30 March 2026, 16:16

Neue Spritpreis-Regeln starten mit Verzögerung – Opposition protestiert gegen halbe Lösungen

Eine Liniengrafik mit der Überschrift "Kraftstoffpreise in den Vereinigten Staaten" auf einem weißen Hintergrund, die zwei Linien zeigt: eine stetig ansteigende blaue Linie, die den sinkenden Kraftstoffpreis über die Zeit darstellt, und eine leicht höhere grüne Linie, die den steigenden Preis darstellt.

Neue Spritpreis-Regeln starten mit Verzögerung – Opposition protestiert gegen halbe Lösungen

Die neuen Regeln zur Kraftstoffpreisfestsetzung in Deutschland treten nun mittwochs statt wie geplant samstags in Kraft. Die Verzögerung hat Kritik der Opposition ausgelöst, die der Regierung vorwirft, zu langsam zu handeln.

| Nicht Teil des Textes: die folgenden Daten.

//! Lazy, restartable message stream over a DAO: fetched in fixed batches, never
//! materializing a whole chat. Used by the diff engine to walk master and slave in lockstep.

use crate::dao::ChatHistoryDao;
use crate::entities::{Chat, Message};
use crate::merge::WithTypedId;
use crate::utils::Result;

pub const BATCH_SIZE: usize = 1000;

pub fn messages_stream<'a, T: WithTypedId>(
    dao: &'a dyn ChatHistoryDao,
    chat: &'a Chat,
    wrap: fn(Message) -> T,
    unwrap_ref: fn(&T) -> &Message,
) -> Result<BatchedMessageIterator<'a, T>> {
    let mut saved_batch = dao.first_messages(chat, BATCH_SIZE)?.into_iter();
    let next_option = saved_batch.next().map(wrap);
    Ok(BatchedMessageIterator { dao, chat, wrap, unwrap_ref, saved_batch, next_option, last_id_option: None })
}

/// Pull-based iterator that re-fetches the next batch from the DAO once the current one is
/// exhausted, so a full chat is never held in memory at once.
pub struct BatchedMessageIterator<'a, T: WithTypedId> {
    dao: &'a dyn ChatHistoryDao,
    chat: &'a Chat,
    wrap: fn(Message) -> T,
    unwrap_ref: fn(&T) -> &Message,
    saved_batch: std::vec::IntoIter<Message>,
    next_option: Option<T>,
    pub last_id_option: Option<T::Item>,
}

impl<'a, T: WithTypedId> BatchedMessageIterator<'a, T> {
    pub fn peek(&self) -> Option<&T> {
        self.next_option.as_ref()
    }
}

impl<'a, T: WithTypedId> Iterator for BatchedMessageIterator<'a, T> {
    type Item = T;

    fn next(&mut self) -> Option<Self::Item> {
        let current = self.next_option.take();
        if let Some(ref current) = current {
            match self.saved_batch.next() {
                Some(next) => self.next_option = Some((self.wrap)(next)),
                None => {
                    self.saved_batch = self.dao
                        .messages_after(self.chat, (self.unwrap_ref)(current).internal_id, BATCH_SIZE + 1)
                        .expect("message stream errored out mid-iteration")
                        .into_iter();
                    // The DAO call is inclusive of `current`; drop it, we've already yielded it.
                    self.saved_batch.next();
                    self.next_option = self.saved_batch.next().map(self.wrap);
                }
            }
        }
        self.last_id_option = current.as_ref().map(|m| m.typed_id());
        current
    }
}

#[cfg(test)]
mod tests {
    use super::*;
    use crate::dao::in_memory_dao::InMemoryDao;
    use crate::entities::*;
    use crate::ids::*;
    use crate::merge::MasterMessage;
    use crate::utils::DatasetRoot;
    use std::path::PathBuf;

    fn regular_msg(internal_id: i64, source_id: i64) -> Message {
        Message::new(MessageInternalId(internal_id), Some(MessageSourceId(source_id)), Timestamp(source_id),
                     UserId(1), vec![RichText::make_plain(format!("msg {source_id}"))],
                     Typed::Regular(MessageRegular {
                         edit_time_option: None, forward_from_name_option: None,
                         reply_to_source_id_option: None, content_option: None,
                     }))
    }

    #[test]
    fn stream_rebatches_across_boundaries() -> Result<()> {
        let msgs = (1..=5).map(|i| regular_msg(i, i)).collect::<Vec<_>>();
        let user = User {
            ds_uuid: PbUuid::random(), id: UserId(1),
            first_name_option: Some("Me".to_owned()), last_name_option: None,
            username_option: None, phone_number_option: None,
        };
        let chat = Chat {
            ds_uuid: user.ds_uuid, id: ChatId(1), name_option: Some("Chat".to_owned()),
            tpe: ChatType::PrivateGroup, img_path_option: None, member_ids: vec![UserId(1)], msg_count: 5,
        };
        let dataset = Dataset { uuid: user.ds_uuid, alias: "ds".to_owned(), source_type: "test".to_owned() };
        let dao = InMemoryDao::new("test".to_owned(), PathBuf::from("/tmp/test-stream"))
            .with_dataset(dataset, DatasetRoot(PathBuf::from("/tmp/test-stream")), user.id,
                          vec![user], vec![(chat.clone(), msgs)]);

        let stream = messages_stream(&dao, &chat, MasterMessage, |m| m)?;
        let mut seen = vec![];
        for m in stream {
            seen.push(*m.0.internal_id);
        }
        assert_eq!(seen, vec![1, 2, 3, 4, 5]);
        Ok(())
    }
}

Die wirtschaftspolitische Sprecherin der Linken, Janine Wissler, behauptete, die Maßnahmen würden trotz des Ziels größerer Transparenz keine spürbaren Preissenkungen für Autofahrer bringen. Der Wirtschaftsverband Fuels und Energie (TIV) unterstützt die kommenden Vorschriften. Sein Sprecher, Herbert Rabl, sagte eine intensive Preiskonkurrenz nach der täglichen Preisaktualisierung um 12 Uhr voraus. Gleichzeitig warnte er, dass eine mangelnde Anpassung der Preise auf einen versteckten Kartellverdacht unter den Mineralölkonzernen hindeuten könnte.

Wissler forderte unterdessen eine Übergewinnsteuer, um krisenbedingte Gewinne zu begrenzen und die Mittel an Verbraucher weiterzugeben. Sie verwies auf andere EU-Länder, in denen Preiskontrollen gemischte Ergebnisse brachten. In Österreich etwa begrenzen die Regeln die täglichen Preiserhöhungen auf drei pro Woche – mit dem Ergebnis, dass Sprit dort günstiger blieb als in Deutschland: Im März 2026 kostete Superbenzin dort durchschnittlich 1,743 Euro pro Liter, während er in Deutschland bei 2,085 Euro lag. Langfristig zeigten die Daten jedoch keinen klaren Effekt auf die Preisentwicklung.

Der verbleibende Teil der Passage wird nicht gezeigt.